Throughout my life, I’ve tried dozens of different business models. Completely offline businesses like a flower shop or a guesthouse in Bali. Classic online stores, dropshipping, online courses – basically everything that was trendy when information about that business model was spreading across the internet.
I’ve even run development agencies. It’s something I’ve been doing for many years, but I don’t consider it a business because I don’t have a working mechanism that brings me new clients. All the clients I have come through word of mouth – they’re recommended by previous clients. And honestly, I don’t do absolutely anything to develop this as a business. It’s more of a supporting mechanism that allows me to earn additional income, but it’s not my main source.
And yes, I’ve tried various methods that should bring in clients: advertising, agency branding, cold emails, and other approaches that should theoretically attract clients somehow. But for various reasons, none of them worked.
The main reason was a lack of clear motivation and understanding that this was, first, a working mechanism, and second, something I could do constantly, regularly, and with pleasure. Typically, everything boiled down to the fact that I needed to force myself to do it, to put it on like a straitjacket. But it felt artificial, a tortured process, a necessity.
And they left me feeling that something wasn’t right, and so everything turned into, or rather, ended in self-sabotage. I would simply stop before achieving results.
According to a 2023 creator economy report, this experience isn’t unique – 46% of independent content creators say it’s hard to be successful, and 41% struggle with burnout when trying to force themselves into business models that don’t align with their natural interests.
What if there was a better way? A business model that feels authentic, that aligns with who you really are, that doesn’t require you to become someone else just to make money? I’m about to show you how the multi-interest personal brand business can provide exactly that – a way to build a sustainable future-proof business around the real you.
Why Traditional Models Never Quite Worked
It was like that picture where a guy with a pickaxe is carving his way to wealth, and there’s just one centimeter left to the coveted crystal deposits, but he gets discouraged and leaves. That’s how it often turned out for me.

I’m aware of this pattern, but I truly don’t have that inner feeling of wholeness with these processes, with these approaches. They don’t seem genuine somehow.
I feel like it should happen differently, that something should occur in a way that aligns with my personality, with what I enjoy doing, and with what brings me pleasure, with some internal feeling I have.
Maybe I’m getting too philosophical here, and many seasoned business people would say that business is absolutely different – there’s nothing irrational about it, everything is very simple and mechanistic.
And many do business that way. You just do what you need to do, hire a team of marketers who do everything for you, handle advertising, hire other people who deal with promotion, client acquisition, and so on.
But I’ve never been able to take my projects to the stage where I had enough money to hire a team, so I had to do everything myself. And doing it yourself is okay up to a certain point and time – when you’re learning a skill, when you’re studying something and performing the first iteration, it’s quite normal. But then, when what you’re doing doesn’t bring significant results, you hit a wall: either you need to spend more resources on it, and again, the question arises of human, financial, or time resources.
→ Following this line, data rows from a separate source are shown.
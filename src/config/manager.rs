//! Configuration manager for loading and saving application settings
//!
//! This module provides functionality to load and save configuration to
//! %APPDATA%\Pausa\config.json with atomic writes to prevent corruption.

use crate::config::models::AppConfig;
use crate::error::Result;
use std::path::{Path, PathBuf};
use tracing::{info, warn};

/// Configuration manager
pub struct ConfigManager;

impl ConfigManager {
    /// Get the path to the configuration file
    ///
    /// Returns: %APPDATA%\Pausa\config.json (falls back to the working
    /// directory when APPDATA is unset, e.g. on Linux dev machines)
    pub fn get_config_path() -> PathBuf {
        let appdata = std::env::var("APPDATA").unwrap_or_else(|_| ".".to_string());
        PathBuf::from(appdata).join("Pausa").join("config.json")
    }

    /// Load configuration from the default location
    ///
    /// If the configuration file doesn't exist or is corrupt, returns default
    /// configuration instead of failing.
    pub fn load() -> Result<AppConfig> {
        Self::load_from(&Self::get_config_path())
    }

    /// Load configuration from an explicit path
    pub fn load_from(config_path: &Path) -> Result<AppConfig> {
        if !config_path.exists() {
            info!("Configuration file not found, using defaults");
            return Ok(AppConfig::default());
        }

        let json = std::fs::read_to_string(config_path)?;

        match serde_json::from_str(&json) {
            Ok(config) => {
                info!("Configuration loaded successfully");
                Ok(config)
            }
            Err(e) => {
                warn!("Failed to parse configuration, using defaults: {}", e);
                Ok(AppConfig::default())
            }
        }
    }

    /// Save configuration to the default location
    pub fn save(config: &AppConfig) -> Result<()> {
        Self::save_to(&Self::get_config_path(), config)
    }

    /// Save configuration to an explicit path with an atomic write
    ///
    /// Writes to a temporary file in the target directory and persists it
    /// over the destination so a crash mid-write cannot corrupt the config.
    pub fn save_to(config_path: &Path, config: &AppConfig) -> Result<()> {
        let config_dir = config_path.parent().ok_or_else(|| {
            crate::error::PausaError::ConfigError(crate::error::StringError::new(
                "Invalid config path",
            ))
        })?;
        std::fs::create_dir_all(config_dir)?;

        let json = serde_json::to_string_pretty(config)?;

        let temp_file = tempfile::NamedTempFile::new_in(config_dir)?;
        std::fs::write(temp_file.path(), json)?;
        temp_file.persist(config_path).map_err(|e| {
            // Preserve error chain by wrapping the source error
            crate::error::PausaError::ConfigError(Box::new(e))
        })?;

        info!("Configuration saved successfully");
        Ok(())
    }
}

#[cfg(test)]
mod tests {
    use super::*;

    #[test]
    fn test_config_path() {
        let path = ConfigManager::get_config_path();
        assert!(path.to_string_lossy().contains("Pausa"));
        assert!(path.to_string_lossy().ends_with("config.json"));
    }

    #[test]
    fn test_load_missing_config() {
        let dir = tempfile::tempdir().unwrap();
        let config = ConfigManager::load_from(&dir.path().join("config.json")).unwrap();
        assert_eq!(config, AppConfig::default());
    }

    #[test]
    fn test_save_and_load_roundtrip() {
        let dir = tempfile::tempdir().unwrap();
        let path = dir.path().join("config.json");

        let mut config = AppConfig::default();
        config.durations.break_interval = 1234;
        config.update.update_version = "2.0".to_string();

        ConfigManager::save_to(&path, &config).unwrap();
        let loaded = ConfigManager::load_from(&path).unwrap();
        assert_eq!(loaded, config);
    }

    #[test]
    fn test_load_corrupt_config_uses_defaults() {
        let dir = tempfile::tempdir().unwrap();
        let path = dir.path().join("config.json");
        std::fs::write(&path, "{not json").unwrap();

        let config = ConfigManager::load_from(&path).unwrap();
        assert_eq!(config, AppConfig::default());
    }

    #[test]
    fn test_save_creates_missing_directory() {
        let dir = tempfile::tempdir().unwrap();
        let path = dir.path().join("nested").join("config.json");

        ConfigManager::save_to(&path, &AppConfig::default()).unwrap();
        assert!(path.exists());
    }
}
//! Pausa - break reminder living in the system tray
//!
//! Counts work time on a one-second tick, reminds about breaks, and keeps
//! itself up to date via a periodic version check. The desktop integration
//! (tray icon, dialogs) is Windows-only; the core runs everywhere.

// Set Windows subsystem to hide console window
#![cfg_attr(not(debug_assertions), windows_subsystem = "windows")]

use anyhow::{Context, Result};
use pausa::{
    config::SettingsController,
    controller::{AppController, AppEvent},
    timer::TimerController,
    tray::{QuitRequest, TrayManager, WindowHandle},
    update::{UpdateCheckResult, UpdateController},
    utils,
};
use std::sync::atomic::{AtomicBool, Ordering};
use std::sync::{Arc, mpsc};
use std::time::Duration;
use tracing::{debug, info, warn};

/// Version manifest polled by the update checker
const VERSION_MANIFEST_URL: &str = "https://pausa-app.github.io/updates/current.json";

/// Main entry point for the application
///
/// Initializes logging and configuration, starts the timer ticker and the
/// controller event loop on worker threads, runs the startup update check
/// when due, and then drives the tray from the main thread until the user
/// quits.
fn main() -> Result<()> {
    utils::init_logging().context("Failed to initialize logging system")?;

    info!("Pausa v{} starting...", env!("CARGO_PKG_VERSION"));

    let (settings_tx, settings_rx) = mpsc::channel();
    let settings = Arc::new(
        SettingsController::load(settings_tx).context("Failed to load application configuration")?,
    );
    info!(
        "Configuration loaded (break interval {}s, break duration {}s)",
        settings.break_interval(),
        settings.break_duration()
    );

    let (timer_tx, timer_rx) = mpsc::channel();
    let timer = Arc::new(TimerController::new(timer_tx));

    info!("Starting timer ticker thread");
    let _ticker_handle = timer.spawn_ticker();

    let (update_tx, update_rx) = mpsc::channel();
    let updates = Arc::new(
        UpdateController::new(VERSION_MANIFEST_URL, Arc::clone(&settings), update_tx)
            .context("Failed to create update checker")?,
    );

    let (app_tx, app_rx) = mpsc::channel();
    let controller = Arc::new(AppController::new(
        Arc::clone(&timer),
        Arc::clone(&settings),
        timer_rx,
        settings_rx,
        update_rx,
        app_tx,
    ));

    info!("Starting controller event loop thread");
    let _controller_handle = {
        let controller = Arc::clone(&controller);
        std::thread::spawn(move || controller.run())
    };

    // Resume a saved session if one exists, otherwise start fresh
    let restored = controller.restore_saved_session();
    controller.start(!restored);

    if updates.check_due() {
        info!("Startup update check is due");
        updates.check_update_available();
    } else {
        info!("Startup update check postponed by the user, skipping");
    }

    let window: Arc<dyn WindowHandle> = Arc::new(HeadlessWindow::new());
    let tray = TrayManager::new(
        Arc::clone(&timer),
        Arc::clone(&settings),
        Arc::clone(&controller),
        Arc::clone(&window),
    )
    .context("Failed to create tray manager")?;
    tray.check_init_state();

    let quit = run_event_loop(&tray, &app_rx, &updates);

    match quit {
        QuitRequest::Save => {
            info!("Quitting, saving the session");
            controller.save().context("Failed to save the session")?;
        }
        QuitRequest::Discard => {
            info!("Quitting, discarding the session");
            controller
                .clear()
                .context("Failed to clear the saved session")?;
        }
    }
    controller.stop();

    info!("Pausa shutting down");

    Ok(())
}

/// Drive the tray from the main thread until a quit is requested
fn run_event_loop(
    tray: &TrayManager,
    app_rx: &mpsc::Receiver<AppEvent>,
    updates: &Arc<UpdateController>,
) -> QuitRequest {
    loop {
        match app_rx.recv_timeout(Duration::from_millis(100)) {
            Ok(AppEvent::UpdateAvailable(result)) => handle_update_available(updates, &result),
            Ok(AppEvent::UpdateCheckFailed) => {
                warn!("Update check failed after exhausting its retry budget");
            }
            Ok(event) => tray.on_app_event(&event),
            Err(mpsc::RecvTimeoutError::Timeout) => {}
            Err(mpsc::RecvTimeoutError::Disconnected) => {
                warn!("Controller event channel disconnected, shutting down");
                return QuitRequest::Save;
            }
        }

        #[cfg(windows)]
        {
            use tray_icon::{TrayIconEvent, menu::MenuEvent};

            while let Ok(event) = MenuEvent::receiver().try_recv() {
                if let Some(quit) = tray.handle_menu_event(&event.id) {
                    return quit;
                }
            }
            while let Ok(event) = TrayIconEvent::receiver().try_recv() {
                if matches!(event, TrayIconEvent::Click { .. }) {
                    tray.change_visibility();
                }
            }
        }
    }
}

/// Present an available update to the user and record the decision
#[cfg(windows)]
fn handle_update_available(updates: &Arc<UpdateController>, result: &UpdateCheckResult) {
    info!(
        "Update available: {} ({})",
        result.newest_version, result.platform_download_url
    );

    let description = if result.release_notes.is_empty() {
        format!("Version {} is available.", result.newest_version)
    } else {
        format!(
            "Version {} is available.\n\n{}",
            result.newest_version, result.release_notes
        )
    };
    let answer = rfd::MessageDialog::new()
        .set_title("Update available")
        .set_description(description)
        .set_buttons(rfd::MessageButtons::YesNoCancelCustom(
            "Download".to_string(),
            "Remind me later".to_string(),
            "Skip this version".to_string(),
        ))
        .show();

    let outcome = match answer {
        rfd::MessageDialogResult::Custom(label) if label == "Download" => {
            updates.download();
            Ok(())
        }
        rfd::MessageDialogResult::Custom(label) if label == "Skip this version" => updates.skip(),
        // "Remind me later", closed dialog, anything else
        _ => updates.postpone(),
    };
    if let Err(e) = outcome {
        warn!("Failed to record the update decision: {}", e);
    }
}

/// Announce an available update without a dialog (non-Windows)
#[cfg(not(windows))]
fn handle_update_available(updates: &Arc<UpdateController>, result: &UpdateCheckResult) {
    info!(
        "Update available: {} ({})",
        result.newest_version, result.platform_download_url
    );
    let notification = notify_rust::Notification::new()
        .summary("Pausa update available")
        .body(&format!(
            "Version {} is available for download.",
            result.newest_version
        ))
        .show();
    if let Err(e) = notification {
        warn!("Failed to show update notification: {}", e);
    }
    // Ask again after the postpone interval
    if let Err(e) = updates.postpone() {
        warn!("Failed to record the update decision: {}", e);
    }
}

/// Placeholder main window until a GUI front-end lands
///
/// Tracks visibility so the hide-to-tray transitions behave, and logs the
/// dialog requests.
struct HeadlessWindow {
    visible: AtomicBool,
}

impl HeadlessWindow {
    fn new() -> Self {
        Self {
            visible: AtomicBool::new(true),
        }
    }
}

impl WindowHandle for HeadlessWindow {
    fn show(&self) {
        self.visible.store(true, Ordering::SeqCst);
        debug!("Window shown");
    }

    fn hide(&self) {
        self.visible.store(false, Ordering::SeqCst);
        debug!("Window hidden");
    }

    fn is_visible(&self) -> bool {
        self.visible.load(Ordering::SeqCst)
    }

    fn show_break_dialog(&self) {
        debug!("Break dialog requested");
    }

    fn show_settings_dialog(&self) {
        debug!("Settings dialog requested");
    }

    fn show_about_dialog(&self) {
        debug!("About dialog requested");
    }
}
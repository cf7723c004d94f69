//! Work/break timer module
//!
//! The timer is a small state machine ticking once per second. It knows which
//! period is being timed (Work or Break) and maintains three counters:
//!
//! - `elapsed_work_time`: total work time this session
//! - `elapsed_work_period`: work time since the last break
//! - `elapsed_break_duration`: time spent in the current break
//!
//! Period transitions are triggered explicitly by the caller; the timer has
//! no knowledge of the configured durations. Each counter change and period
//! transition is published as a [`TimerEvent`].

pub mod controller;

pub use controller::{PeriodType, TimerController, TimerEvent};
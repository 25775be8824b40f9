use std::path::PathBuf;

use crate::core::config::data::Config;
use crate::core::constants::{DEFAULT_ENDPOINT, DEFAULT_MODEL, DEFAULT_TRANSCRIPT_FILE};

/// Keys accepted by `palaver set` / `palaver unset`.
pub const CONFIG_KEYS: [&str; 5] = ["endpoint", "model", "transcript", "mouse", "log-file"];

/// Fully resolved runtime settings, injected into the controller at startup.
#[derive(Debug, Clone, PartialEq, Eq)]
pub struct ChatSettings {
    pub endpoint: String,
    pub model: String,
    pub transcript_path: PathBuf,
    pub mouse_enabled: bool,
    pub log_file: Option<PathBuf>,
}

impl Default for ChatSettings {
    fn default() -> Self {
        Config::default().resolve(SettingsOverrides::default())
    }
}

/// Values supplied on the command line; these win over the config file.
#[derive(Debug, Clone, Default)]
pub struct SettingsOverrides {
    pub endpoint: Option<String>,
    pub model: Option<String>,
    pub transcript: Option<PathBuf>,
    pub mouse: bool,
    pub log_file: Option<PathBuf>,
}

impl Config {
    pub fn resolve(&self, overrides: SettingsOverrides) -> ChatSettings {
        ChatSettings {
            endpoint: overrides
                .endpoint
                .or_else(|| self.endpoint.clone())
                .unwrap_or_else(|| DEFAULT_ENDPOINT.to_string()),
            model: overrides
                .model
                .or_else(|| self.model.clone())
                .unwrap_or_else(|| DEFAULT_MODEL.to_string()),
            transcript_path: overrides
                .transcript
                .or_else(|| self.transcript.clone())
                .unwrap_or_else(|| PathBuf::from(DEFAULT_TRANSCRIPT_FILE)),
            mouse_enabled: overrides.mouse || self.mouse.unwrap_or(false),
            log_file: overrides.log_file.or_else(|| self.log_file.clone()),
        }
    }

    pub fn set_value(&mut self, key: &str, value: &str) -> Result<(), String> {
        let value = value.trim();
        if value.is_empty() {
            return Err(format!("A value is required for '{key}'"));
        }
        match key {
            "endpoint" => {
                if !(value.starts_with("http://") || value.starts_with("https://")) {
                    return Err(format!(
                        "Endpoint must be an http:// or https:// URL, got '{value}'"
                    ));
                }
                self.endpoint = Some(value.to_string());
            }
            "model" => self.model = Some(value.to_string()),
            "transcript" => self.transcript = Some(PathBuf::from(value)),
            "mouse" => self.mouse = Some(parse_toggle(value)?),
            "log-file" | "log_file" => self.log_file = Some(PathBuf::from(value)),
            _ => return Err(unknown_key(key)),
        }
        Ok(())
    }

    pub fn unset_value(&mut self, key: &str) -> Result<(), String> {
        match key {
            "endpoint" => self.endpoint = None,
            "model" => self.model = None,
            "transcript" => self.transcript = None,
            "mouse" => self.mouse = None,
            "log-file" | "log_file" => self.log_file = None,
            _ => return Err(unknown_key(key)),
        }
        Ok(())
    }
}

fn parse_toggle(value: &str) -> Result<bool, String> {
    match value.to_ascii_lowercase().as_str() {
        "on" | "true" | "yes" | "1" => Ok(true),
        "off" | "false" | "no" | "0" => Ok(false),
        _ => Err(format!("Expected on/off, got '{value}'")),
    }
}

fn unknown_key(key: &str) -> String {
    format!(
        "Unknown config key: {key} (expected one of: {})",
        CONFIG_KEYS.join(", ")
    )
}
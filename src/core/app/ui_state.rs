use ratatui::style::Style;
use tui_textarea::{CursorMove, TextArea};

use crate::ui::output::OutputPane;
use crate::ui::theme::Theme;

const INPUT_PLACEHOLDER: &str = "Type a prompt and press Enter";

/// Everything the renderer needs that is not part of the conversation itself.
pub struct UiState {
    pub theme: Theme,
    pub output: OutputPane,
    pub mouse_enabled: bool,
    textarea: TextArea<'static>,
}

impl UiState {
    pub fn new(theme: Theme, mouse_enabled: bool) -> Self {
        let mut state = Self {
            theme,
            output: OutputPane::new(),
            mouse_enabled,
            textarea: TextArea::default(),
        };
        state.configure_textarea();
        state
    }

    pub(crate) fn configure_textarea(&mut self) {
        self.textarea.set_style(self.theme.input_text_style);
        self.textarea
            .set_cursor_style(self.theme.input_cursor_style);
        self.textarea.set_cursor_line_style(Style::default());
        self.textarea.set_placeholder_text(INPUT_PLACEHOLDER);
        self.textarea
            .set_placeholder_style(self.theme.input_placeholder_style);
    }

    pub fn textarea(&self) -> &TextArea<'static> {
        &self.textarea
    }

    /// The input field is single-line; any stray line breaks read as spaces.
    pub fn get_input_text(&self) -> String {
        self.textarea.lines().join(" ")
    }

    pub fn set_input_text(&mut self, text: &str) {
        let single_line = text.replace(['\r', '\n'], " ");
        self.textarea = if single_line.is_empty() {
            TextArea::default()
        } else {
            TextArea::from([single_line])
        };
        self.textarea.move_cursor(CursorMove::End);
        self.configure_textarea();
    }

    pub fn clear_input(&mut self) {
        self.set_input_text("");
    }

    pub fn insert_paste(&mut self, text: &str) {
        let single_line = text.replace("\r\n", " ").replace(['\r', '\n'], " ");
        self.textarea.insert_str(single_line);
    }

    pub fn apply_textarea_edit<F>(&mut self, f: F)
    where
        F: FnOnce(&mut TextArea<'static>),
    {
        f(&mut self.textarea);
    }
}
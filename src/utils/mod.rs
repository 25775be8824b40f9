pub mod color;
pub mod logging;
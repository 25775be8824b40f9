//! Shared constants used across the application

/// Chat endpoint of a local Ollama server.
pub const DEFAULT_ENDPOINT: &str = "http://localhost:11434/api/chat";

pub const DEFAULT_MODEL: &str = "llama3.1";

/// Transcript file, resolved relative to the working directory.
pub const DEFAULT_TRANSCRIPT_FILE: &str = "chat.json";

pub const USER_INPUT_SEPARATOR: &str = "----------- User input -----------";

pub const MODEL_OUTPUT_SEPARATOR: &str = "----------- Model output -----------";

/// Environment variable holding the `tracing` filter directive.
pub const LOG_FILTER_ENV: &str = "PALAVER_LOG";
It’s a question of all three. Most of them are covered by the resource of money – when a business brings in money, you can spend it to buy other people’s time and free up your own, but none of my projects have yet brought me enough money to afford that.
There were other projects that should have brought in much more money, with high margins, like SaaS projects, various tools that were supposed to sell themselves.
In the end, they all led to debt because, again, I had to pay the team that created these products and handled development. They didn’t bring in money, so funding came out of my own pocket, which led to negative income – I took out loans and then had to repay them.
And it all boiled down to me getting a job to pay off the debts I incurred after trying to do business.
But there’s a blueprint, right?
My last such project was another startup where I invested $25,000, which is a classic amount by startup world standards. And in this story, everything was actually done according to the canons of launching startups – $25K in investments from “friends, family, and fools.”
The fools in this case were ourselves, the partners who covered each other’s weaknesses. I was the technical founder, we had a founder who was the face of the brand, then a business development person and an operations director.
So we had everything we needed – money, resources, we built a product that constantly pivoted. We did continuous market research, talked to users and customers, flipped the product several times, but after several years, having spent all the investments made in this project and not finding product-market fit, we successfully, or rather, unsuccessfully, just folded the project and parted ways, recording the losses.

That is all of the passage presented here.